Feeding starter feed is recommended until the age of 6 weeks. Don’t go beyond that threshold as the protein quantity is too much for older chickens, so they might put on too much weight or develop gout as a result (and not be able to move and feed themselves at all).
- Grower chicken feed
Teenage chickens have to be fed with feed that contains about 16 to 18% protein, which is something somewhat similar to what egg layers have to receive, too. This one isn’t particularly rich in vitamins and minerals, but it still contains some calcium and D3.
- Egg-layer chicken feed
Egg layers have to benefit from a diet that’s rich in minerals as they have a significant impact on their egg-laying capabilities and on the egg shell, too. This type of feed is among the richest in vitamins and minerals, but it doesn’t contain as much protein.

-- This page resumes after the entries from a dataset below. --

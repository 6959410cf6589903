use crate::*;
use curve25519_dalek::constants::RISTRETTO_BASEPOINT_POINT;
use curve25519_dalek::ristretto::RistrettoPoint;
use curve25519_dalek::scalar::Scalar;
use curve25519_dalek::traits::Identity;
use rand::{CryptoRng, RngCore};
use sha2::Sha512;

/// The prime-order group G_q all return-code and mixnet arithmetic happens in.
///
/// Every group shares the Ristretto255 order q, so a group is identified by its generator.
/// Elements carry their group and operations across groups are rejected.
#[derive(Serialize, Deserialize, Clone, Copy, Debug, PartialEq, Eq)]
pub struct GqGroup {
    #[serde(with = "RistrettoHex")]
    generator: RistrettoPoint,
}

impl Default for GqGroup {
    fn default() -> Self {
        GqGroup {
            generator: RISTRETTO_BASEPOINT_POINT,
        }
    }
}

impl GqGroup {
    /// Derive an election specific group whose generator has no known discrete log relative to
    /// the basepoint.
    pub fn from_seed(seed: &[u8]) -> Self {
        GqGroup {
            generator: RistrettoPoint::hash_from_bytes::<Sha512>(seed),
        }
    }

    pub fn generator(&self) -> GqElement {
        GqElement {
            value: self.generator,
            group: *self,
        }
    }

    pub fn identity(&self) -> GqElement {
        GqElement {
            value: RistrettoPoint::identity(),
            group: *self,
        }
    }

    /// Raise the generator to the given exponent
    pub fn exponentiate_generator(&self, exponent: &ZqElement) -> GqElement {
        GqElement {
            value: self.generator * exponent.0,
            group: *self,
        }
    }

    /// Deterministically map arbitrary bytes to a group element
    pub fn hash_to_element(&self, bytes: &[u8]) -> GqElement {
        GqElement {
            value: RistrettoPoint::hash_from_bytes::<Sha512>(bytes),
            group: *self,
        }
    }

    pub fn random_element<R: RngCore + CryptoRng>(&self, rng: &mut R) -> GqElement {
        self.exponentiate_generator(&ZqElement::random(rng))
    }

    /// Check that every element belongs to this group
    pub fn ensure_contains<'a, I>(&self, elements: I) -> Result<(), ValidationError>
    where
        I: IntoIterator<Item = &'a GqElement>,
    {
        if elements.into_iter().all(|e| e.group == *self) {
            Ok(())
        } else {
            Err(ValidationError::GroupMismatch)
        }
    }
}

/// An element of G_q
#[derive(Serialize, Deserialize, Clone, Copy, Debug, PartialEq, Eq)]
pub struct GqElement {
    #[serde(with = "RistrettoHex")]
    value: RistrettoPoint,
    group: GqGroup,
}

impl GqElement {
    pub fn group(&self) -> &GqGroup {
        &self.group
    }

    pub fn value(&self) -> &RistrettoPoint {
        &self.value
    }

    pub fn exponentiate(&self, exponent: &ZqElement) -> GqElement {
        GqElement {
            value: self.value * exponent.0,
            group: self.group,
        }
    }

    pub fn multiply(&self, other: &GqElement) -> Result<GqElement, ValidationError> {
        if self.group != other.group {
            return Err(ValidationError::GroupMismatch);
        }
        Ok(GqElement {
            value: self.value + other.value,
            group: self.group,
        })
    }

    pub fn divide(&self, other: &GqElement) -> Result<GqElement, ValidationError> {
        self.multiply(&other.invert())
    }

    pub fn invert(&self) -> GqElement {
        GqElement {
            value: -self.value,
            group: self.group,
        }
    }

    /// Canonical 32-byte encoding
    pub fn to_bytes(&self) -> [u8; 32] {
        self.value.compress().to_bytes()
    }
}

/// An element of Z_q, the exponent field of G_q
#[derive(Serialize, Deserialize, Clone, Copy, Debug, PartialEq, Eq)]
pub struct ZqElement(#[serde(with = "ScalarHex")] Scalar);

impl ZqElement {
    pub fn new(value: Scalar) -> Self {
        ZqElement(value)
    }

    pub fn random<R: RngCore + CryptoRng>(rng: &mut R) -> Self {
        ZqElement(Scalar::random(rng))
    }

    pub fn from_u64(value: u64) -> Self {
        ZqElement(Scalar::from(value))
    }

    /// Reduce 64 uniformly distributed bytes modulo q
    pub fn from_bytes_wide(bytes: &[u8; 64]) -> Self {
        ZqElement(Scalar::from_bytes_mod_order_wide(bytes))
    }

    /// Reduce 32 bytes modulo q
    pub fn from_bytes_mod_order(bytes: [u8; 32]) -> Self {
        ZqElement(Scalar::from_bytes_mod_order(bytes))
    }

    pub fn value(&self) -> &Scalar {
        &self.0
    }

    pub fn add(&self, other: &ZqElement) -> ZqElement {
        ZqElement(self.0 + other.0)
    }

    pub fn multiply(&self, other: &ZqElement) -> ZqElement {
        ZqElement(self.0 * other.0)
    }

    pub fn negate(&self) -> ZqElement {
        ZqElement(-self.0)
    }

    pub fn to_bytes(&self) -> [u8; 32] {
        self.0.to_bytes()
    }
}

Most of the egg layer chicken feed we’ve come across has about 16 to 18% protein. It is completely unsuitable for small chicks due to the lower protein content.
- Chicken feed for broilers
Meat chickens have to get a lot of protein in their diet, but still not more than 22% for fear of them developing gout. The breeds you’ll raise for this purpose will grow quickly, so you aren’t going to have to wait for a long time for them to put on weight and muscle.
The birds have to be kept mobile, so the feed also has to contain a ratio of 2 to 1 of calcium and phosphorus. Probiotics support the broilers’ digestive health, and so do antioxidants and amino acids.
Medicated vs. non-medicated
Medicated feeds are usually given to chicks so as to prevent diseases that can affect their health to the point that they are lethal. In some situations, even egg-layer feed contains medication, especially against coccidiosis.
Non-medicated chicken feed is recommended for adult chickens who have been vaccinated and have received some sort of preventive or curative medication against coccidiosis.
Keep in mind that the eggs and meat of chickens that are undergoing treatment with medication are not safe for human consumption. You have to wait for the meds to be eliminated through the excretory system for a period of at least 7 days.
An average-sized hen eats about one quarter to one-third of a pound of feed per day. You can feed a variety of other things to her, including table scraps (fruit and veggies – without the seeds, pasta, rice, and others).
If you keep the maximum amount of 6 chickens per household that is allowed in some states, that means that you will feed your flock up to 1.8 pounds per day. Some varieties are available in 25-pound bags, whereas others are available in smaller sizes.
Organic, non-GMO, corn-free, soy-free
If you want to raise perfectly healthy chickens and you don’t want to risk anything in terms of your own health when you eat their eggs or meat, it would be best for you to choose such a product.
However, those that tick all the right boxes can be expensive, so you sometimes have to consider your budget besides the benefits that a chicken feed can offer to your birds and yourself.
We hope that our guide and product selection were able to give you a hand in selecting the best chicken feeds out there. By this point, you probably know what to look for in a brand of chicken feed, depending on what type of birds you keep (their age and their purpose).